The physical examination of a patient in SVT also is varied. Other than an elevated heart rate, the rest of the examination often is completely normal. Blood pressure can be normal, low, or elevated depending on the trigger and the patient’s response to the tachycardia. The patient may or may not have any signs of congestive heart failure (gallops, rales, elevated jugular venous pressure).
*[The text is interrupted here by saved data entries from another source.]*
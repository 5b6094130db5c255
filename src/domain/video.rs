//! Stored videos and their ingestion lifecycle.
//!
//! A video is created `PENDING` when a transcription request is accepted and
//! moves through the states below. Every status write goes through
//! [`VideoStatus::can_transition_to`].
//!
//! ```text
//! PENDING ──► COMPLETED ──► EMBEDDING_ERROR
//!    │            ▲   ▲            │
//!    ▼            │   └────────────┘ (embed retry)
//! TRANSCRIBE_ERROR ─► PENDING (transcribe retry)
//! ```

use std::fmt;
use std::str::FromStr;

use chrono::{DateTime, Utc};
use serde::{Deserialize, Serialize};
use thiserror::Error;

use super::duration::hours_for_minutes;

/// Processing state of a stored video
#[derive(Debug, Clone, Copy, PartialEq, Eq, Hash, Serialize, Deserialize)]
#[serde(rename_all = "SCREAMING_SNAKE_CASE")]
pub enum VideoStatus {
    /// Accepted, transcription running or queued
    Pending,

    /// Transcription failed; retry re-runs transcription and embedding
    TranscribeError,

    /// Transcript stored but embedding failed; retry re-runs embedding only
    EmbeddingError,

    /// Transcribed and embedded
    Completed,
}

impl VideoStatus {
    pub const ALL: [VideoStatus; 4] = [
        VideoStatus::Pending,
        VideoStatus::TranscribeError,
        VideoStatus::EmbeddingError,
        VideoStatus::Completed,
    ];

    /// Persisted representation
    pub fn as_str(&self) -> &'static str {
        match self {
            VideoStatus::Pending => "PENDING",
            VideoStatus::TranscribeError => "TRANSCRIBE_ERROR",
            VideoStatus::EmbeddingError => "EMBEDDING_ERROR",
            VideoStatus::Completed => "COMPLETED",
        }
    }

    /// States reachable from this one in a single write
    pub fn allowed_transitions(self) -> &'static [VideoStatus] {
        match self {
            VideoStatus::Pending => &[VideoStatus::Completed, VideoStatus::TranscribeError],
            VideoStatus::TranscribeError => &[
                VideoStatus::Pending,
                VideoStatus::Completed,
                VideoStatus::TranscribeError,
            ],
            VideoStatus::Completed => &[VideoStatus::EmbeddingError],
            VideoStatus::EmbeddingError => &[VideoStatus::Completed, VideoStatus::EmbeddingError],
        }
    }

    pub fn can_transition_to(self, next: VideoStatus) -> bool {
        self.allowed_transitions().contains(&next)
    }

    /// Which step a retry has to re-run, if the state is retryable at all
    pub fn retry_action(self) -> Option<RetryAction> {
        match self {
            VideoStatus::TranscribeError => Some(RetryAction::Transcribe),
            VideoStatus::EmbeddingError => Some(RetryAction::Embed),
            VideoStatus::Pending | VideoStatus::Completed => None,
        }
    }

    pub fn is_error(self) -> bool {
        matches!(self, VideoStatus::TranscribeError | VideoStatus::EmbeddingError)
    }
}

impl fmt::Display for VideoStatus {
    fn fmt(&self, f: &mut fmt::Formatter<'_>) -> fmt::Result {
        f.write_str(self.as_str())
    }
}

#[derive(Debug, Clone, Error, PartialEq, Eq)]
#[error("Unknown video status: {0}")]
pub struct UnknownStatus(pub String);

impl FromStr for VideoStatus {
    type Err = UnknownStatus;

    fn from_str(s: &str) -> Result<Self, Self::Err> {
        VideoStatus::ALL
            .into_iter()
            .find(|status| status.as_str() == s)
            .ok_or_else(|| UnknownStatus(s.to_string()))
    }
}

/// Pipeline step re-dispatched by a retry
#[derive(Debug, Clone, Copy, PartialEq, Eq, Serialize, Deserialize)]
#[serde(rename_all = "lowercase")]
pub enum RetryAction {
    /// Full transcription followed by embedding
    Transcribe,

    /// Embedding of the already stored transcript
    Embed,
}

impl fmt::Display for RetryAction {
    fn fmt(&self, f: &mut fmt::Formatter<'_>) -> fmt::Result {
        match self {
            RetryAction::Transcribe => f.write_str("transcribe"),
            RetryAction::Embed => f.write_str("embed"),
        }
    }
}

/// Where a stored video was selected from
#[derive(Debug, Clone, Default, PartialEq, Eq, Serialize, Deserialize)]
#[serde(rename_all = "camelCase")]
pub struct VideoOrigin {
    pub channel_handle: Option<String>,
    pub playlist_id: Option<String>,
    pub playlist_title: Option<String>,
}

impl VideoOrigin {
    pub fn channel(handle: impl Into<String>, uploads_playlist_id: impl Into<String>) -> Self {
        Self {
            channel_handle: Some(handle.into()),
            playlist_id: Some(uploads_playlist_id.into()),
            playlist_title: None,
        }
    }

    pub fn playlist(playlist_id: impl Into<String>, title: Option<String>) -> Self {
        Self {
            channel_handle: None,
            playlist_id: Some(playlist_id.into()),
            playlist_title: title,
        }
    }
}

/// A video owned by a user, tracked through ingestion
#[derive(Debug, Clone, PartialEq, Eq, Serialize, Deserialize)]
#[serde(rename_all = "camelCase")]
pub struct Video {
    /// Internal identifier (UUID v4)
    pub id: String,

    /// External catalog identifier, unique across the store
    pub youtube_id: String,

    /// Owner
    pub user_email: String,

    pub title: String,

    /// Transcript text (empty until transcription succeeds)
    pub content: String,

    pub channel_handle: Option<String>,
    pub playlist_id: Option<String>,
    pub playlist_title: Option<String>,
    pub thumbnail_url: Option<String>,

    /// Billable length in whole minutes
    pub duration_in_minutes: u32,

    pub status: VideoStatus,

    pub created_at: DateTime<Utc>,
    pub updated_at: DateTime<Utc>,
}

impl Video {
    pub fn is_owned_by(&self, user_email: &str) -> bool {
        self.user_email == user_email
    }

    /// Video-hours returned to the owner when this video is deleted
    pub fn refund_hours(&self) -> u32 {
        match self.status {
            VideoStatus::Completed => hours_for_minutes(self.duration_in_minutes),
            _ => 0,
        }
    }
}

/// Fields needed to insert a new video
#[derive(Debug, Clone, PartialEq, Eq)]
pub struct NewVideo {
    pub youtube_id: String,
    pub user_email: String,
    pub title: String,
    pub origin: VideoOrigin,
    pub thumbnail_url: Option<String>,
    pub duration_in_minutes: u32,
}

/// One timestamped piece of a stored transcript
#[derive(Debug, Clone, PartialEq, Serialize, Deserialize)]
#[serde(rename_all = "camelCase")]
pub struct TranscriptChunk {
    pub id: i64,
    pub video_id: String,
    pub timestamp_in_seconds: u32,
    pub text: String,
    pub created_at: DateTime<Utc>,
}

/// Transcript segment as returned by the pipeline, before storage
#[derive(Debug, Clone, PartialEq, Serialize, Deserialize)]
#[serde(rename_all = "camelCase")]
pub struct TranscriptSegment {
    pub timestamp_in_seconds: u32,
    pub text: String,
}

/// Output of a transcription run
#[derive(Debug, Clone, Default, PartialEq, Serialize, Deserialize)]
pub struct Transcript {
    pub text: String,
    #[serde(default)]
    pub segments: Vec<TranscriptSegment>,
}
One interesting finding is denoted as “frog sign,” which may occur during atrioventricular nodal reentry tachycardia (AVNRT), where the atria fire against a closed tricuspid valve causing regular cannon A waves in the jugular vein.10 This gives the appearance of a billowing neck, hence the name “frog sign.” Regular cannon A waves also can occur in ventricular tachycardia, but the ECG would demonstrate a wide QRS complex.

Sinus tachycardia: Strictly taking prevalence into account, this is the most common SVT. Multiple triggers can lead to sinus tachycardia, from simple stress, hypovolemia (dehydration, blood loss, sepsis), fever, stimulants (caffeine, cocaine, methamphetamine), or the stress of any severe illness. Inappropriate sinus tachycardia is defined by a resting heart rate greater than 100 bpm or an average heart rate greater than 90 bpm in a 24-hour period with no underlying cause.11

Sinus node reentrant tachycardia: This is a rare condition (less than 5% of all SVT) in which the reentry involves the sinus node itself.12 Unlike sinus tachycardia, sinus node reentrant tachycardia starts and ends suddenly.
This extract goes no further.